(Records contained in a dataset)
....................

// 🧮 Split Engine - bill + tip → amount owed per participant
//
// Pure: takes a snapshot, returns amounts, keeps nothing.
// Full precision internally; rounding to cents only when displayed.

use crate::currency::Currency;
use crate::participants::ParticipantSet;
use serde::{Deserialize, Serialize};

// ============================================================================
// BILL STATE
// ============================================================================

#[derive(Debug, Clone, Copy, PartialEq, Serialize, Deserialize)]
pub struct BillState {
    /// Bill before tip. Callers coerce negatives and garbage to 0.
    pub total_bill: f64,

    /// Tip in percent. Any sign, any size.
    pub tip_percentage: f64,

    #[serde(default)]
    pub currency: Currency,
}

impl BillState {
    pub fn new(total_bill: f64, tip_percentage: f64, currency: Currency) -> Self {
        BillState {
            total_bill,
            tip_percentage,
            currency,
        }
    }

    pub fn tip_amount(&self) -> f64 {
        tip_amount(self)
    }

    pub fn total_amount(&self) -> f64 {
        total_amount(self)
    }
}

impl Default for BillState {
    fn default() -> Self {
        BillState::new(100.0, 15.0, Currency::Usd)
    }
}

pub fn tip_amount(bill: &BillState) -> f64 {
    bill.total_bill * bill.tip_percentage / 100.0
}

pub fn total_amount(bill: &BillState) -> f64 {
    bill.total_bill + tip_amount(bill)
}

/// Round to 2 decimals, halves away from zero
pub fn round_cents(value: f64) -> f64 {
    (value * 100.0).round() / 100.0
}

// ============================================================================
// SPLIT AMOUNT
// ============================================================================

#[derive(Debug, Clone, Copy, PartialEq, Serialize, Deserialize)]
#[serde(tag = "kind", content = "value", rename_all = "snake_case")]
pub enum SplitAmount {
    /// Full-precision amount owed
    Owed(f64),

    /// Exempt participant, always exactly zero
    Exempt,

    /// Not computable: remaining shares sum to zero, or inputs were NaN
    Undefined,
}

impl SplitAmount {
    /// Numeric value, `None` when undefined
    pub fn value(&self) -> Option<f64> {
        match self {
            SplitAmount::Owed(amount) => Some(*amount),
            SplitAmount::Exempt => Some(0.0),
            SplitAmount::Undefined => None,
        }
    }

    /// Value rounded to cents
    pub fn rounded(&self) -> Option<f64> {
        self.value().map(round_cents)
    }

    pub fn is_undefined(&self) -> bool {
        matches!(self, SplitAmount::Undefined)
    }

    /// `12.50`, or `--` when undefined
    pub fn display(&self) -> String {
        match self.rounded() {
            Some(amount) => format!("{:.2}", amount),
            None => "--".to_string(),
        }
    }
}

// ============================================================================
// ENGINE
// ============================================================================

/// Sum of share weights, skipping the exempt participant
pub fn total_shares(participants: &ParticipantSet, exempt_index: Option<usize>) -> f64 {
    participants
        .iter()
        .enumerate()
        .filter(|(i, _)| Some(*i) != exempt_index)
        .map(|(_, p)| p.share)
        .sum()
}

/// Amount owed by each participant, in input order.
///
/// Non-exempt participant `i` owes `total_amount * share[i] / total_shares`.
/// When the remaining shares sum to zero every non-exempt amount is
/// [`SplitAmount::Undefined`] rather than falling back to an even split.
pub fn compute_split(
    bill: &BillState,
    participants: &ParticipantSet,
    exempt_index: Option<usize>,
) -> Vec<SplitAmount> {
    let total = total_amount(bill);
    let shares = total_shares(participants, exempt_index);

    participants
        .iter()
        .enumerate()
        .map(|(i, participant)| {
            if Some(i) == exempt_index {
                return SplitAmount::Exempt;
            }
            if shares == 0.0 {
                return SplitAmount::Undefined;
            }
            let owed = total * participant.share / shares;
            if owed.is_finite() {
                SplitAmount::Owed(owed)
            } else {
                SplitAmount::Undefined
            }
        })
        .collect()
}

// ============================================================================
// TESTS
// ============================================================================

....................

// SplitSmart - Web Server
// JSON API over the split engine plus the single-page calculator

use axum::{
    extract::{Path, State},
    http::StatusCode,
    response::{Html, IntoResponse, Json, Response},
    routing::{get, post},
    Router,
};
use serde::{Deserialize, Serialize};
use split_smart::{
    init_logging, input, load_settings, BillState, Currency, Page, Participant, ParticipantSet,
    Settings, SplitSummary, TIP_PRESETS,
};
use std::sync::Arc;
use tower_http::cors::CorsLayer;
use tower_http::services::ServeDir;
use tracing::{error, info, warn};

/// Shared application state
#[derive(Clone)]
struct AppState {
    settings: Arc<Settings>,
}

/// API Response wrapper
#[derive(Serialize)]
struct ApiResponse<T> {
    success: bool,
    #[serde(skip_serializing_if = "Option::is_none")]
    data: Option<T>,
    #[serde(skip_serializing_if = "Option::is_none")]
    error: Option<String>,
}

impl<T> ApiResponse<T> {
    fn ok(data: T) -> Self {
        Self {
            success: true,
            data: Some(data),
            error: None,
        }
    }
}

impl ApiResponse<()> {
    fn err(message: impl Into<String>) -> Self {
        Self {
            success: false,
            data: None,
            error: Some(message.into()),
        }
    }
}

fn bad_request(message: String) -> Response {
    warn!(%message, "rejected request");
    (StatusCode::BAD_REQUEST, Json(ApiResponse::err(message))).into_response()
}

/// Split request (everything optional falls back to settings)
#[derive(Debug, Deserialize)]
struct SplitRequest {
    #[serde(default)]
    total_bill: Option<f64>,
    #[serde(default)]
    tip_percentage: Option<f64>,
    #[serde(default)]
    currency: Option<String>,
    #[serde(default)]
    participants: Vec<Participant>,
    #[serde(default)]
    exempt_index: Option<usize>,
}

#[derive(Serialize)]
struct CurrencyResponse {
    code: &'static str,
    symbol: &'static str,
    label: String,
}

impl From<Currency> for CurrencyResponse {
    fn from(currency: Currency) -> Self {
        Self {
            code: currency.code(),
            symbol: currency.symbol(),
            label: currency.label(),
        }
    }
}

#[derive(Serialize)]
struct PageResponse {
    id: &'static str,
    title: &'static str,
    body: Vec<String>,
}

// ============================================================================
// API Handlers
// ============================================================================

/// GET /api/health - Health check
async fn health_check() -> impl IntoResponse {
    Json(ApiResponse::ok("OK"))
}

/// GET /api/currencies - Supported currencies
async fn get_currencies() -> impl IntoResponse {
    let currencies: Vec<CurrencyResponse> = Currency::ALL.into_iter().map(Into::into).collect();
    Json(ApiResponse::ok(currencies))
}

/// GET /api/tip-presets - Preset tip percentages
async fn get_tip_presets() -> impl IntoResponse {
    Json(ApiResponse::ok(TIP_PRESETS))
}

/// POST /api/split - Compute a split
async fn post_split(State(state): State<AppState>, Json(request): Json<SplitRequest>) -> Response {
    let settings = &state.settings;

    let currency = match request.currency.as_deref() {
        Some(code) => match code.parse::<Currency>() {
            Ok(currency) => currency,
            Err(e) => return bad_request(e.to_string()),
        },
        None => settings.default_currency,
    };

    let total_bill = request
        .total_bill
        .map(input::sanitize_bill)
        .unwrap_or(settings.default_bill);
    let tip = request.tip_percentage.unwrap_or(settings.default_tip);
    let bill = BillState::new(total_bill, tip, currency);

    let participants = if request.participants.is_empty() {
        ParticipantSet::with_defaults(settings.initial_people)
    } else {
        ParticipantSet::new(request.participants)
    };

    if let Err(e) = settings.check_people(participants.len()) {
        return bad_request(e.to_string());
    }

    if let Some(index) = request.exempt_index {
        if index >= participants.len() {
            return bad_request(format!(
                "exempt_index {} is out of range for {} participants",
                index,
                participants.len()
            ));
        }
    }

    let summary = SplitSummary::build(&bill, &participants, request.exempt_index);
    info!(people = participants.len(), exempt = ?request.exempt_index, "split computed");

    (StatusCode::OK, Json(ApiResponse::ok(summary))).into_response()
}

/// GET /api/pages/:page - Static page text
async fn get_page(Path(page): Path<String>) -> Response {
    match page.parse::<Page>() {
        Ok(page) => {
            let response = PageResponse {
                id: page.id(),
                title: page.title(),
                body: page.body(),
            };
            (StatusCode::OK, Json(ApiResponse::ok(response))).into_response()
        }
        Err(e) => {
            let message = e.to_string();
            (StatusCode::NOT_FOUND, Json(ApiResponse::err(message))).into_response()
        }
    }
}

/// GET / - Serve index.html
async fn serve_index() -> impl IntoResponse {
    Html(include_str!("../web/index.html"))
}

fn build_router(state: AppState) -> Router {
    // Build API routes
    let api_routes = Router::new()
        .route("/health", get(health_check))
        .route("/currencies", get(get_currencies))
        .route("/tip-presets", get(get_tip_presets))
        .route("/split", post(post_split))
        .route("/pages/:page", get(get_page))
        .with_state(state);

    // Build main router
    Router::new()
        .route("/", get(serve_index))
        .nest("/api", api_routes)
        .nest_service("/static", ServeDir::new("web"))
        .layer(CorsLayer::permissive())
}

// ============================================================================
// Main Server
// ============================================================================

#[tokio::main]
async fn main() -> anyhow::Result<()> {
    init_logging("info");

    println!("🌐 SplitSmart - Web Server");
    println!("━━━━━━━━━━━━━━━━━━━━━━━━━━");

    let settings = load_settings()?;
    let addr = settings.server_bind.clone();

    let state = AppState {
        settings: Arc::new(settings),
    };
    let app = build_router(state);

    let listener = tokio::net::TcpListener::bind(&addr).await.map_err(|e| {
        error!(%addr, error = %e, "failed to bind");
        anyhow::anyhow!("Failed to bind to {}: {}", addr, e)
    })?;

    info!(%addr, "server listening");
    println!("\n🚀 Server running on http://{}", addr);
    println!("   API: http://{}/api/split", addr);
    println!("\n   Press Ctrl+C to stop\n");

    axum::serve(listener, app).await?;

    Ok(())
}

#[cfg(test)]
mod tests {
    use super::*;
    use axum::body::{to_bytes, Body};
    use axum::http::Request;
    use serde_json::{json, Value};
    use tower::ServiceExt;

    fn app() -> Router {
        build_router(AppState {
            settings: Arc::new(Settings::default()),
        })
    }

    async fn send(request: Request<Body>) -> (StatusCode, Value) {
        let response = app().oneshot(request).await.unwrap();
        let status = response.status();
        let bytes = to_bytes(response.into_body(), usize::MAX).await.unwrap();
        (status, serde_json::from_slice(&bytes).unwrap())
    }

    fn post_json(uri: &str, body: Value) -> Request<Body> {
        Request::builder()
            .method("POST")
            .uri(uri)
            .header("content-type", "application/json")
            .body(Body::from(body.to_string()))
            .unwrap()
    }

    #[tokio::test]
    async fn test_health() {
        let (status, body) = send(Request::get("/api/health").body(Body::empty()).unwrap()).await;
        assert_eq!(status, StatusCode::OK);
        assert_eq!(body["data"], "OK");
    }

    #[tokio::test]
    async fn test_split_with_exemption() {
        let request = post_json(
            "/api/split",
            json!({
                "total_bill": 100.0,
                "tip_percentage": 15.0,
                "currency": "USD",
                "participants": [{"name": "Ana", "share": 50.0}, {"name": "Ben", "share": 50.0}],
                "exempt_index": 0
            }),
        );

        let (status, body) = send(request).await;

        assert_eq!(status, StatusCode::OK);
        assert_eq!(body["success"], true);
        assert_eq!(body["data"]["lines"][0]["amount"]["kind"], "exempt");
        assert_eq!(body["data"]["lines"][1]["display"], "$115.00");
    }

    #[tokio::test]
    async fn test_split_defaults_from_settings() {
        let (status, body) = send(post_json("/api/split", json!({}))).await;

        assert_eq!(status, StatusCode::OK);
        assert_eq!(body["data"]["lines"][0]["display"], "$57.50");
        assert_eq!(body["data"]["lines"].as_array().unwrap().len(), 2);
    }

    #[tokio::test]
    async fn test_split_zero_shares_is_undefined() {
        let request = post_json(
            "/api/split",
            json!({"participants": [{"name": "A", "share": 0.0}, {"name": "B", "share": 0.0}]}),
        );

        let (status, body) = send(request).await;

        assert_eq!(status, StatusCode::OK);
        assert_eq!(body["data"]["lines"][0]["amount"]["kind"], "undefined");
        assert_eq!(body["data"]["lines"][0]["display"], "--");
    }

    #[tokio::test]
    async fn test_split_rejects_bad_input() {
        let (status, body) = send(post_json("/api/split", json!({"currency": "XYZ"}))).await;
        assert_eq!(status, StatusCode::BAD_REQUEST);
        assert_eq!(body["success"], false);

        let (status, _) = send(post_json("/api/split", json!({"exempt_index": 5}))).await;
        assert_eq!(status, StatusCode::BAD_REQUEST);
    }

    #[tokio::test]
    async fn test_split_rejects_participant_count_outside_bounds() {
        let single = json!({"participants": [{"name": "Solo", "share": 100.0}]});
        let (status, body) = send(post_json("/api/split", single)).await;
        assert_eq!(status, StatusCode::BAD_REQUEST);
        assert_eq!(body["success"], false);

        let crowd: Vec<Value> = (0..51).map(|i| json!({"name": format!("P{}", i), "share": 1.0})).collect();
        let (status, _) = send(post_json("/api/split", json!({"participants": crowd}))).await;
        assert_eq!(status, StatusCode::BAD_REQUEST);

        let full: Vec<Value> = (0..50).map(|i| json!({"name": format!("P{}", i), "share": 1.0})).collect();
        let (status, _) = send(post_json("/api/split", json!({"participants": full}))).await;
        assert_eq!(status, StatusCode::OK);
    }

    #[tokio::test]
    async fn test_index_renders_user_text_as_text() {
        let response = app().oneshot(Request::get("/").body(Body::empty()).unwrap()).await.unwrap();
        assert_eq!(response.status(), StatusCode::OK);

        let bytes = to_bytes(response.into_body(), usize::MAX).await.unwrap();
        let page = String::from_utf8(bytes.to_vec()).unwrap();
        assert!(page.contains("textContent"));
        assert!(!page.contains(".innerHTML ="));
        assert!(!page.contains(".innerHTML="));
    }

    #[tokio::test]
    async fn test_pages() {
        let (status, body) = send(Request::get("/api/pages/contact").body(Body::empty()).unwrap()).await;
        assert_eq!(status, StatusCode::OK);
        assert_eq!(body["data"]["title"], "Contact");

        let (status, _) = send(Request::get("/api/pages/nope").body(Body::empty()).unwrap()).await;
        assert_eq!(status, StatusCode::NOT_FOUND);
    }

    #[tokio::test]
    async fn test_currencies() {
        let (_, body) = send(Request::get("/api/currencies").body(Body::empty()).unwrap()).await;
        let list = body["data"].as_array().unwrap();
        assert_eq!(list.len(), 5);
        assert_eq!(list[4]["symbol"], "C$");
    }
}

....................

Exactly how many lines of the records include "ApiResponse"? Provide the number by itself.

10